An SBC should be provided to applicants, enrollees, and policyholders or certificate holders. The responsibility to provide an SBC is on the health insurance issuer (including a group health plan that is not a self-insured plan) offering health insurance coverage within the US; or in the case of a self-insured group health plan, the plan sponsor or designated administrator of the plan (as such terms are defined in section 3(16) of ERISA).
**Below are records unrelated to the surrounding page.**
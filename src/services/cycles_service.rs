use chrono::{Days, NaiveDate, Weekday};
use serde::{Deserialize, Serialize};
use tracing::info;
use uuid::Uuid;

use crate::{
    db::Store,
    db::models::{NewProjectCycle, ProjectCycle, Scheme},
    error::{AppError, AppResult},
    services::{context::RequestContext, load_cycle, load_scheme},
    validation::cycle::{validate_create_cycle, validate_cycle_start},
};

pub const DEFAULT_CYCLE_WEEKS: u32 = 52;
/// A cycle stops on the Friday before its final Monday.
pub const CYCLE_TAIL_DAYS: u64 = 3;

#[derive(Debug, Clone, Copy, PartialEq, Eq, Serialize, Deserialize)]
pub struct CyclePolicy {
    pub weeks: u32,
    pub start_weekday: Weekday,
}

impl Default for CyclePolicy {
    fn default() -> Self {
        Self {
            weeks: DEFAULT_CYCLE_WEEKS,
            start_weekday: Weekday::Mon,
        }
    }
}

#[derive(Debug, Clone, Copy, PartialEq, Eq, Serialize, Deserialize)]
pub struct CycleDates {
    pub start_date: NaiveDate,
    pub end_date: NaiveDate,
    pub next_start: NaiveDate,
    pub next_end: NaiveDate,
}

impl CyclePolicy {
    /// `start + weeks * 7 days - 3 days`, without the weekday check.
    pub fn end_date(&self, start_date: NaiveDate) -> AppResult<NaiveDate> {
        if self.weeks == 0 {
            return Err(AppError::validation("A project cycle must last at least one week"));
        }
        start_date
            .checked_add_days(Days::new(u64::from(self.weeks) * 7))
            .and_then(|d| d.checked_sub_days(Days::new(CYCLE_TAIL_DAYS)))
            .ok_or_else(|| AppError::validation(format!("Project dates out of range from {}", start_date)))
    }

    pub fn derive(&self, start_date: NaiveDate) -> AppResult<CycleDates> {
        validate_cycle_start(start_date, self.start_weekday)?;

        let end_date = self.end_date(start_date)?;
        let next_start = end_date
            .checked_add_days(Days::new(CYCLE_TAIL_DAYS))
            .ok_or_else(|| AppError::validation("Next project start out of range"))?;
        let next_end = self.end_date(next_start)?;

        Ok(CycleDates {
            start_date,
            end_date,
            next_start,
            next_end,
        })
    }
}

/// Monday-anchored cycle dates for a cycle of `cycle_weeks` weeks.
pub fn derive_cycle(start_date: NaiveDate, cycle_weeks: u32) -> AppResult<CycleDates> {
    CyclePolicy {
        weeks: cycle_weeks,
        start_weekday: Weekday::Mon,
    }
    .derive(start_date)
}

pub struct CyclesService;

impl CyclesService {
    pub fn list<S: Store>(store: &S, ctx: &RequestContext) -> AppResult<Vec<ProjectCycle>> {
        store.list_cycles(ctx.scheme_id)
    }

    pub fn get_by_id<S: Store>(
        store: &S,
        ctx: &RequestContext,
        cycle_id: Uuid,
    ) -> AppResult<ProjectCycle> {
        load_cycle(store, ctx, cycle_id)
    }

    pub fn create<S: Store>(
        store: &mut S,
        ctx: &RequestContext,
        req: &NewProjectCycle,
    ) -> AppResult<ProjectCycle> {
        let policy = &ctx.policies.cycle;
        validate_create_cycle(req, policy.start_weekday)?;
        load_scheme(store, ctx)?;

        if store
            .find_cycle_by_number(ctx.scheme_id, req.sequence_number)?
            .is_some()
        {
            return Err(AppError::conflict_with_code(
                format!("Project {} already exists for this scheme", req.sequence_number),
                Some("sequence_number".into()),
                "CYCLE_EXISTS",
            ));
        }

        let end_date = match req.end_date {
            Some(end_date) => end_date,
            None => policy.derive(req.start_date)?.end_date,
        };

        let cycle = ProjectCycle {
            id: Uuid::new_v4(),
            scheme_id: ctx.scheme_id,
            sequence_number: req.sequence_number,
            start_date: req.start_date,
            end_date,
            created_at: chrono::Utc::now(),
        };
        let created = store.put_cycle(cycle)?;

        info!(
            scheme_id = %ctx.scheme_id,
            cycle_id = %created.id,
            user_id = ?ctx.user_id,
            sequence_number = created.sequence_number,
            start_date = %created.start_date,
            end_date = %created.end_date,
            derived_end = req.end_date.is_none(),
            "Project cycle created"
        );
        Ok(created)
    }

    /// Creates the cycle that follows `cycle_id`, numbered one higher and
    /// starting on the derived next start date.
    pub fn roll_over<S: Store>(
        store: &mut S,
        ctx: &RequestContext,
        cycle_id: Uuid,
    ) -> AppResult<ProjectCycle> {
        let current = load_cycle(store, ctx, cycle_id)?;
        let dates = ctx.policies.cycle.derive(current.start_date)?;

        Self::create(
            store,
            ctx,
            &NewProjectCycle {
                sequence_number: current.sequence_number + 1,
                start_date: dates.next_start,
                end_date: Some(dates.next_end),
            },
        )
    }

    pub fn set_current<S: Store>(
        store: &mut S,
        ctx: &RequestContext,
        cycle_id: Uuid,
    ) -> AppResult<Scheme> {
        let cycle = load_cycle(store, ctx, cycle_id)?;
        let mut scheme = load_scheme(store, ctx)?;
        scheme.current_cycle_id = Some(cycle.id);
        let updated = store.put_scheme(scheme)?;

        info!(scheme_id = %ctx.scheme_id, cycle_id = %cycle.id, user_id = ?ctx.user_id, "Current project cycle changed");
        Ok(updated)
    }

    /// The scheme's current cycle, `None` when no cycle has been selected yet.
    pub fn current<S: Store>(store: &S, ctx: &RequestContext) -> AppResult<Option<ProjectCycle>> {
        let scheme = load_scheme(store, ctx)?;
        match scheme.current_cycle_id {
            Some(cycle_id) => load_cycle(store, ctx, cycle_id).map(Some),
            None => Ok(None),
        }
    }

    pub fn delete<S: Store>(store: &mut S, ctx: &RequestContext, cycle_id: Uuid) -> AppResult<()> {
        let _existing = load_cycle(store, ctx, cycle_id)?;
        store.delete_cycle(cycle_id)?;
        info!(scheme_id = %ctx.scheme_id, cycle_id = %cycle_id, user_id = ?ctx.user_id, "Project cycle deleted");
        Ok(())
    }
}
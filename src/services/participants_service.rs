use tracing::{error, info, warn};
use uuid::Uuid;

use crate::{
    db::Store,
    db::models::{
        CreateParticipantRequest, EntitlementSummary, Participant, UpdateParticipantDatesRequest,
    },
    error::{AppError, AppResult},
    services::{
        context::RequestContext, cycles_service::CyclesService, load_cycle, load_department,
        load_participant, load_scheme, summaries_service::SummariesService,
    },
    validation::participant::{
        StartPlacement, validate_active_dates, validate_create_participant,
        validate_participant_start,
    },
    validation::rules::normalize_iban,
};

#[derive(Debug, Clone)]
pub struct CreatedParticipant {
    pub participant: Participant,
    /// `None` when the scheme has no current cycle.
    pub placement: Option<StartPlacement>,
    pub summary: Option<EntitlementSummary>,
}

pub struct ParticipantsService;

impl ParticipantsService {
    pub fn list<S: Store>(store: &S, ctx: &RequestContext) -> AppResult<Vec<Participant>> {
        store.list_participants(ctx.scheme_id)
    }

    pub fn get_by_id<S: Store>(
        store: &S,
        ctx: &RequestContext,
        participant_id: Uuid,
    ) -> AppResult<Participant> {
        load_participant(store, ctx, participant_id)
    }

    /// Validates and stores a participant, then reconciles their entitlement
    /// for the scheme's current cycle.
    pub fn create<S: Store>(
        store: &mut S,
        ctx: &RequestContext,
        req: &CreateParticipantRequest,
    ) -> AppResult<CreatedParticipant> {
        validate_create_participant(req, ctx.today)?;
        let scheme = load_scheme(store, ctx)?;

        if let Some(department_id) = req.department_id {
            if scheme.departments_disabled {
                return Err(AppError::validation("Departments are disabled for this scheme"));
            }
            load_department(store, ctx, department_id)?;
        }

        let current_cycle = CyclesService::current(store, ctx)?;
        let placement = match &current_cycle {
            Some(cycle) => Some(validate_participant_start(
                req.active_start,
                cycle,
                &ctx.policies.cycle,
            )?),
            None => None,
        };

        let participant = Participant {
            id: Uuid::new_v4(),
            scheme_id: scheme.id,
            department_id: req.department_id,
            ppsn: req.ppsn.trim().to_string(),
            first_name: req.first_name.trim().to_string(),
            last_name: req.last_name.trim().to_string(),
            birth_date: req.birth_date,
            address: req.address.trim().to_string(),
            phone: non_empty(&req.phone),
            email: req.email.trim().to_string(),
            emerg_phone: non_empty(&req.emerg_phone),
            bank_iban: normalize_iban(&req.bank_iban),
            active_start: req.active_start,
            active_end: req.active_end,
            manual_handling_date: req.manual_handling_date,
            created_at: chrono::Utc::now(),
        };
        let summary = match &current_cycle {
            Some(cycle) => Some(
                SummariesService::reconciled(store, &ctx.policies.entitlement, &participant, cycle)?.0,
            ),
            None => None,
        };

        let participant = store.put_participant(participant)?;
        let summary = match summary.map(|s| store.put_summary(s)).transpose() {
            Ok(summary) => summary,
            Err(e) => {
                if let Err(undo) = store.delete_participant(participant.id) {
                    error!(participant_id = %participant.id, error = %undo, "Failed to undo participant");
                }
                return Err(e);
            }
        };

        if placement == Some(StartPlacement::NextCycle) {
            warn!(
                participant_id = %participant.id,
                active_start = %participant.active_start,
                "Participant starts in the next project cycle"
            );
        }
        info!(
            scheme_id = %scheme.id,
            participant_id = %participant.id,
            user_id = ?ctx.user_id,
            weeks_active = summary.as_ref().map(|s| s.weeks_active),
            "Participant created"
        );

        Ok(CreatedParticipant {
            participant,
            placement,
            summary,
        })
    }

    /// Stores new scheme dates and recomputes entitlement for every cycle the
    /// participant already has a summary for, plus the current cycle. On a
    /// failed write the participant row and every summary already written are
    /// put back.
    pub fn update_dates<S: Store>(
        store: &mut S,
        ctx: &RequestContext,
        participant_id: Uuid,
        req: &UpdateParticipantDatesRequest,
    ) -> AppResult<Vec<EntitlementSummary>> {
        validate_active_dates(req.active_start, req.active_end)?;
        let previous = load_participant(store, ctx, participant_id)?;

        let mut cycle_ids: Vec<Uuid> = store
            .list_summaries_for_participant(previous.id)?
            .into_iter()
            .map(|s| s.cycle_id)
            .collect();
        if let Some(current) = CyclesService::current(store, ctx)? {
            if !cycle_ids.contains(&current.id) {
                cycle_ids.push(current.id);
            }
        }
        let mut cycles = cycle_ids
            .into_iter()
            .map(|id| load_cycle(store, ctx, id))
            .collect::<AppResult<Vec<_>>>()?;
        cycles.sort_by_key(|c| c.sequence_number);

        let mut participant = previous.clone();
        participant.active_start = req.active_start;
        participant.active_end = req.active_end;
        participant.manual_handling_date = req.manual_handling_date;

        let mut pending = Vec::with_capacity(cycles.len());
        for cycle in &cycles {
            let prior = store.get_summary(participant.id, cycle.id)?;
            let (summary, _) =
                SummariesService::reconciled(store, &ctx.policies.entitlement, &participant, cycle)?;
            pending.push((prior, summary));
        }

        let participant = store.put_participant(participant)?;
        let mut summaries = Vec::with_capacity(pending.len());
        for (written, (_, summary)) in pending.iter().enumerate() {
            match store.put_summary(summary.clone()) {
                Ok(saved) => summaries.push(saved),
                Err(e) => {
                    Self::restore(store, &previous, &pending[..written]);
                    return Err(e);
                }
            }
        }

        info!(
            participant_id = %participant.id,
            user_id = ?ctx.user_id,
            active_start = %participant.active_start,
            active_end = ?participant.active_end,
            cycles = cycles.len(),
            "Participant dates updated"
        );
        Ok(summaries)
    }

    fn restore<S: Store>(
        store: &mut S,
        previous: &Participant,
        written: &[(Option<EntitlementSummary>, EntitlementSummary)],
    ) {
        let mut failures = Vec::new();
        if let Err(e) = store.put_participant(previous.clone()) {
            failures.push(e);
        }
        for (prior, summary) in written {
            let undone = match prior {
                Some(prior) => store.put_summary(prior.clone()).map(|_| ()),
                None => store.delete_summary(summary.participant_id, summary.cycle_id),
            };
            if let Err(e) = undone {
                failures.push(e);
            }
        }
        for e in failures {
            error!(participant_id = %previous.id, error = %e, "Failed to restore participant dates");
        }
    }

    pub fn assign_department<S: Store>(
        store: &mut S,
        ctx: &RequestContext,
        participant_id: Uuid,
        department_id: Option<Uuid>,
    ) -> AppResult<Participant> {
        let mut participant = load_participant(store, ctx, participant_id)?;
        if let Some(department_id) = department_id {
            load_department(store, ctx, department_id)?;
        }
        participant.department_id = department_id;
        store.put_participant(participant)
    }

    /// Removes the participant with their summaries and ledger events.
    pub fn delete<S: Store>(
        store: &mut S,
        ctx: &RequestContext,
        participant_id: Uuid,
    ) -> AppResult<()> {
        let _existing = load_participant(store, ctx, participant_id)?;
        store.delete_participant(participant_id)?;
        info!(scheme_id = %ctx.scheme_id, participant_id = %participant_id, user_id = ?ctx.user_id, "Participant deleted");
        Ok(())
    }
}

fn non_empty(value: &Option<String>) -> Option<String> {
    value
        .as_deref()
        .map(str::trim)
        .filter(|v| !v.is_empty())
        .map(str::to_string)
}
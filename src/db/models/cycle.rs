use crate::utils::DateInterval;
use serde::{Deserialize, Serialize};
use uuid::Uuid;

// Project cycle models
#[derive(Serialize, Deserialize, Clone, Debug, PartialEq)]
pub struct ProjectCycle {
    pub id: Uuid,
    pub scheme_id: Uuid,
    pub sequence_number: i32,
    pub start_date: chrono::NaiveDate,
    pub end_date: chrono::NaiveDate,
    pub created_at: chrono::DateTime<chrono::Utc>,
}

impl ProjectCycle {
    pub fn interval(&self) -> DateInterval {
        DateInterval::new(self.start_date, self.end_date)
    }
}

#[derive(Deserialize, Clone, Debug)]
pub struct NewProjectCycle {
    pub sequence_number: i32,
    pub start_date: chrono::NaiveDate,
    /// Derived from `start_date` when absent.
    pub end_date: Option<chrono::NaiveDate>,
}
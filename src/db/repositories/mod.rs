pub mod memory;

pub use memory::InMemoryStore;

use uuid::Uuid;

use crate::db::models::{
    Department, EntitlementSummary, LedgerEvent, Participant, ProjectCycle, Scheme,
};
use crate::error::AppResult;

/// Persistence boundary for every service.
///
/// Writes take `&mut self`: one store handle applies writes in the order its
/// caller issues them. Implementations must keep `(participant_id, cycle_id)`
/// unique for summaries and `(scheme_id, sequence_number)` unique for cycles,
/// and must cascade participant / cycle deletion to their summaries and events.
/// Services that write more than once undo their earlier writes when a later
/// one fails, so a failed call leaves the store as it found it.
pub trait Store {
    // Schemes
    fn get_scheme(&self, id: Uuid) -> AppResult<Option<Scheme>>;
    fn put_scheme(&mut self, scheme: Scheme) -> AppResult<Scheme>;
    fn count_schemes_with_app_code_prefix(&self, prefix: &str) -> AppResult<usize>;

    // Departments
    fn get_department(&self, id: Uuid) -> AppResult<Option<Department>>;
    fn list_departments(&self, scheme_id: Uuid) -> AppResult<Vec<Department>>;
    fn put_department(&mut self, department: Department) -> AppResult<Department>;
    /// Participants of the department are detached, not removed.
    fn delete_department(&mut self, id: Uuid) -> AppResult<()>;

    // Participants
    fn get_participant(&self, id: Uuid) -> AppResult<Option<Participant>>;
    fn list_participants(&self, scheme_id: Uuid) -> AppResult<Vec<Participant>>;
    fn put_participant(&mut self, participant: Participant) -> AppResult<Participant>;
    fn delete_participant(&mut self, id: Uuid) -> AppResult<()>;

    // Project cycles
    fn get_cycle(&self, id: Uuid) -> AppResult<Option<ProjectCycle>>;
    fn find_cycle_by_number(&self, scheme_id: Uuid, sequence_number: i32)
    -> AppResult<Option<ProjectCycle>>;
    fn list_cycles(&self, scheme_id: Uuid) -> AppResult<Vec<ProjectCycle>>;
    fn put_cycle(&mut self, cycle: ProjectCycle) -> AppResult<ProjectCycle>;
    fn delete_cycle(&mut self, id: Uuid) -> AppResult<()>;

    // Entitlement summaries
    fn get_summary(&self, participant_id: Uuid, cycle_id: Uuid)
    -> AppResult<Option<EntitlementSummary>>;
    fn put_summary(&mut self, summary: EntitlementSummary) -> AppResult<EntitlementSummary>;
    fn list_summaries_for_participant(&self, participant_id: Uuid)
    -> AppResult<Vec<EntitlementSummary>>;
    fn delete_summary(&mut self, participant_id: Uuid, cycle_id: Uuid) -> AppResult<()>;

    // Ledger
    fn list_events(&self, participant_id: Uuid, cycle_id: Uuid) -> AppResult<Vec<LedgerEvent>>;
    fn put_event(&mut self, event: LedgerEvent) -> AppResult<LedgerEvent>;
    /// Only used to undo an event whose summary write failed.
    fn delete_event(&mut self, id: Uuid) -> AppResult<()>;
}
use ce_backend::derive_cycle;
use ce_backend::services::entitlement_service::{EntitlementPolicy, compute_active_weeks};
use ce_backend::utils::{DateInterval, WeekCounting};
use chrono::{Datelike, Days, NaiveDate, Weekday};
use proptest::prelude::*;

fn monday(offset_weeks: u32) -> NaiveDate {
    NaiveDate::from_ymd_opt(2000, 1, 3).unwrap() + Days::new(u64::from(offset_weeks) * 7)
}

proptest! {
    #[test]
    fn cycle_dates_follow_the_week_grid(offset in 0u32..2000, weeks in 1u32..120) {
        let start = monday(offset);
        let dates = derive_cycle(start, weeks).unwrap();
        prop_assert_eq!((dates.end_date - start).num_days(), i64::from(weeks) * 7 - 3);
        prop_assert_eq!(dates.end_date.weekday(), Weekday::Fri);
        prop_assert_eq!((dates.next_start - dates.end_date).num_days(), 3);
        prop_assert_eq!(dates.next_start.weekday(), Weekday::Mon);
        prop_assert_eq!((dates.next_end - dates.next_start).num_days(), i64::from(weeks) * 7 - 3);
    }

    #[test]
    fn non_monday_start_fails(offset in 0u32..2000, shift in 1u64..7) {
        let start = monday(offset) + Days::new(shift);
        prop_assert!(derive_cycle(start, 52).is_err());
    }

    #[test]
    fn disjoint_intervals_earn_nothing(offset in 0u32..2000, gap in 1u64..400, len in 0u64..400) {
        let cycle = derive_cycle(monday(offset), 52).unwrap();
        let after_start = cycle.end_date + Days::new(gap);
        let interval = DateInterval::new(after_start, after_start + Days::new(len));
        let weeks = compute_active_weeks(
            interval,
            DateInterval::new(cycle.start_date, cycle.end_date),
            WeekCounting::Inclusive,
        );
        prop_assert_eq!(weeks, 0);
        prop_assert!(EntitlementPolicy::default().for_weeks(weeks).holiday_hours.is_zero());
    }

    #[test]
    fn entitlement_grows_with_weeks(weeks in 0u32..52) {
        let policy = EntitlementPolicy::default();
        let (a, b) = (policy.for_weeks(weeks), policy.for_weeks(weeks + 1));
        prop_assert!(a.holiday_hours < b.holiday_hours);
        prop_assert!(a.sick_cert_hours <= b.sick_cert_hours);
        prop_assert!(a.sick_uncert_hours <= b.sick_uncert_hours);
        prop_assert!(b.sick_cert_hours <= policy.sick_cert_annual_hours);
    }
}
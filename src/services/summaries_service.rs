use rust_decimal::Decimal;
use tracing::{debug, info};
use uuid::Uuid;

use crate::{
    db::Store,
    db::enums::{LedgerKind, SickKind},
    db::models::{EntitlementSummary, LedgerEvent, Participant, ProjectCycle},
    error::{AppError, AppResult},
    services::{
        context::RequestContext,
        entitlement_service::{Entitlement, EntitlementPolicy},
        ledger_service::{LedgerTotals, aggregate},
        load_cycle, load_participant,
    },
    utils::zero_hours,
};

/// `(entitled + in lieu) - taken`. Negative when over-drawn.
pub fn remaining_holiday(summary: &EntitlementSummary) -> AppResult<Decimal> {
    summary
        .holiday_hours_entitled
        .checked_add(summary.holiday_hours_in_lieu)
        .and_then(|available| available.checked_sub(summary.holiday_hours_taken))
        .ok_or_else(|| AppError::internal("Remaining holiday hours overflowed"))
}

/// `entitled - taken` for one sick-leave kind. Negative when over-drawn.
pub fn remaining_sick(summary: &EntitlementSummary, kind: SickKind) -> AppResult<Decimal> {
    let (entitled, taken) = match kind {
        SickKind::Certified => (summary.sick_cert_hours_entitled, summary.sick_cert_hours_taken),
        SickKind::Uncertified => (
            summary.sick_uncert_hours_entitled,
            summary.sick_uncert_hours_taken,
        ),
    };
    entitled
        .checked_sub(taken)
        .ok_or_else(|| AppError::internal(format!("Remaining {} hours overflowed", kind.ledger_kind())))
}

fn new_summary(participant_id: Uuid, cycle_id: Uuid, entitlement: &Entitlement) -> EntitlementSummary {
    EntitlementSummary {
        participant_id,
        cycle_id,
        weeks_active: entitlement.weeks_active,
        holiday_hours_entitled: entitlement.holiday_hours,
        holiday_hours_taken: zero_hours(),
        holiday_hours_in_lieu: zero_hours(),
        sick_cert_hours_entitled: entitlement.sick_cert_hours,
        sick_cert_hours_taken: zero_hours(),
        sick_uncert_hours_entitled: entitlement.sick_uncert_hours,
        sick_uncert_hours_taken: zero_hours(),
        updated_at: chrono::Utc::now(),
    }
}

/// Overwrites the derived fields only.
fn apply_entitlement(summary: &mut EntitlementSummary, entitlement: &Entitlement) {
    summary.weeks_active = entitlement.weeks_active;
    summary.holiday_hours_entitled = entitlement.holiday_hours;
    summary.sick_cert_hours_entitled = entitlement.sick_cert_hours;
    summary.sick_uncert_hours_entitled = entitlement.sick_uncert_hours;
    summary.updated_at = chrono::Utc::now();
}

/// Overwrites the ledger-mirrored fields only.
fn apply_ledger(summary: &mut EntitlementSummary, totals: &LedgerTotals) {
    summary.holiday_hours_taken = totals.consumed(LedgerKind::TakeHours);
    summary.holiday_hours_in_lieu = totals.credited(LedgerKind::AddHours);
    summary.sick_cert_hours_taken = totals.consumed(LedgerKind::SickCert);
    summary.sick_uncert_hours_taken = totals.consumed(LedgerKind::SickUncert);
    summary.updated_at = chrono::Utc::now();
}

pub struct SummariesService;

impl SummariesService {
    pub fn get<S: Store>(
        store: &S,
        ctx: &RequestContext,
        participant_id: Uuid,
        cycle_id: Uuid,
    ) -> AppResult<Option<EntitlementSummary>> {
        let participant = load_participant(store, ctx, participant_id)?;
        let cycle = load_cycle(store, ctx, cycle_id)?;
        store.get_summary(participant.id, cycle.id)
    }

    /// Recomputes the entitlement of a participant for a cycle and persists
    /// it, creating the summary on first use. Ledger fields are left as they
    /// are. Fails with `MissingParticipant` / `MissingCycle` before any write.
    pub fn reconcile<S: Store>(
        store: &mut S,
        ctx: &RequestContext,
        participant_id: Uuid,
        cycle_id: Uuid,
    ) -> AppResult<EntitlementSummary> {
        let participant = load_participant(store, ctx, participant_id)?;
        let cycle = load_cycle(store, ctx, cycle_id)?;
        Self::reconcile_with(store, &ctx.policies.entitlement, &participant, &cycle)
    }

    /// Entitlement-only refresh for already loaded entities. One write.
    pub fn reconcile_with<S: Store>(
        store: &mut S,
        policy: &EntitlementPolicy,
        participant: &Participant,
        cycle: &ProjectCycle,
    ) -> AppResult<EntitlementSummary> {
        let (summary, created) = Self::reconciled(store, policy, participant, cycle)?;
        let saved = store.put_summary(summary)?;

        info!(
            participant_id = %participant.id,
            cycle_id = %cycle.id,
            weeks_active = saved.weeks_active,
            holiday_hours = %saved.holiday_hours_entitled,
            sick_cert_hours = %saved.sick_cert_hours_entitled,
            sick_uncert_hours = %saved.sick_uncert_hours_entitled,
            created,
            "Entitlement reconciled"
        );
        Ok(saved)
    }

    /// The summary `reconcile_with` would write, and whether it is new.
    pub(crate) fn reconciled<S: Store>(
        store: &S,
        policy: &EntitlementPolicy,
        participant: &Participant,
        cycle: &ProjectCycle,
    ) -> AppResult<(EntitlementSummary, bool)> {
        let entitlement = policy.compute(participant, cycle);
        Ok(match store.get_summary(participant.id, cycle.id)? {
            Some(mut existing) => {
                apply_entitlement(&mut existing, &entitlement);
                (existing, false)
            }
            None => (new_summary(participant.id, cycle.id, &entitlement), true),
        })
    }

    /// Re-aggregates the ledger of a participant for a cycle into the
    /// summary's taken / in-lieu fields. Entitled fields are left as they are;
    /// a missing summary is created with freshly computed entitlement.
    pub fn refresh_ledger<S: Store>(
        store: &mut S,
        ctx: &RequestContext,
        participant_id: Uuid,
        cycle_id: Uuid,
    ) -> AppResult<EntitlementSummary> {
        let participant = load_participant(store, ctx, participant_id)?;
        let cycle = load_cycle(store, ctx, cycle_id)?;
        Self::refresh_ledger_with(store, &ctx.policies.entitlement, &participant, &cycle)
    }

    pub fn refresh_ledger_with<S: Store>(
        store: &mut S,
        policy: &EntitlementPolicy,
        participant: &Participant,
        cycle: &ProjectCycle,
    ) -> AppResult<EntitlementSummary> {
        let events = store.list_events(participant.id, cycle.id)?;
        let summary = Self::with_ledger(store, policy, participant, cycle, &events)?;
        let saved = store.put_summary(summary)?;

        debug!(
            participant_id = %participant.id,
            cycle_id = %cycle.id,
            events = events.len(),
            holiday_hours_taken = %saved.holiday_hours_taken,
            holiday_hours_in_lieu = %saved.holiday_hours_in_lieu,
            "Ledger totals refreshed"
        );
        Ok(saved)
    }

    /// The stored summary with its ledger fields taken from `events`. Nothing
    /// is written.
    pub(crate) fn with_ledger<S: Store>(
        store: &S,
        policy: &EntitlementPolicy,
        participant: &Participant,
        cycle: &ProjectCycle,
        events: &[LedgerEvent],
    ) -> AppResult<EntitlementSummary> {
        let totals = aggregate(events, participant.id, cycle.id)?;
        let mut summary = match store.get_summary(participant.id, cycle.id)? {
            Some(existing) => existing,
            None => new_summary(participant.id, cycle.id, &policy.compute(participant, cycle)),
        };
        apply_ledger(&mut summary, &totals);
        Ok(summary)
    }
}
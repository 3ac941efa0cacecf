// Sub-modules organized by functional domain
pub mod cycle;
pub mod department;
pub mod ledger;
pub mod participant;
pub mod scheme;
pub mod summary;

pub use cycle::*;
pub use department::*;
pub use ledger::*;
pub use participant::*;
pub use scheme::*;
pub use summary::*;
use serde::{Deserialize, Serialize};
use uuid::Uuid;

#[derive(Serialize, Deserialize, Clone, Debug, PartialEq, Eq)]
pub struct Department {
    pub id: Uuid,
    pub scheme_id: Uuid,
    pub name: String,
}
In addition, the final regulations hold the plan administrator of a group health plan responsible for providing an SBC.

 Under the final regulations, the SBC must be provided in writing and free of charge:
1)      by a group health insurance issuer to a group health plan
2)      by a group health insurance issuer and a group health plan to participants and beneficiaries, and
3)      by a health insurance issuer to individuals and beneficiaries in the individual market

An SBC is not required for plans, policies or benefit packages that constitute excepted benefits such as standalone dental or vision plans.  Flexible Spending Accounts (FSAs) and Health Savings Accounts (HSAs) generally do not fall under the requirements for an SBC but coverage for such can be denoted in the appropriate spaces on the SBC for deductibles, copayments, coinsurance and benefits otherwise not covered by group health coverage.  An SBC with a high deductible plan associated with an HSA should mention the effects of employer contributions. A Health Reimbursement Arrangement (HRA) is a group health plan and requires an SBC; however, coverage can be denoted in the appropriate spaces on the SBC for deductibles, copayments, coinsurance and benefits otherwise not covered by the other group health coverage.

More information on SBC will be provided in the coming months.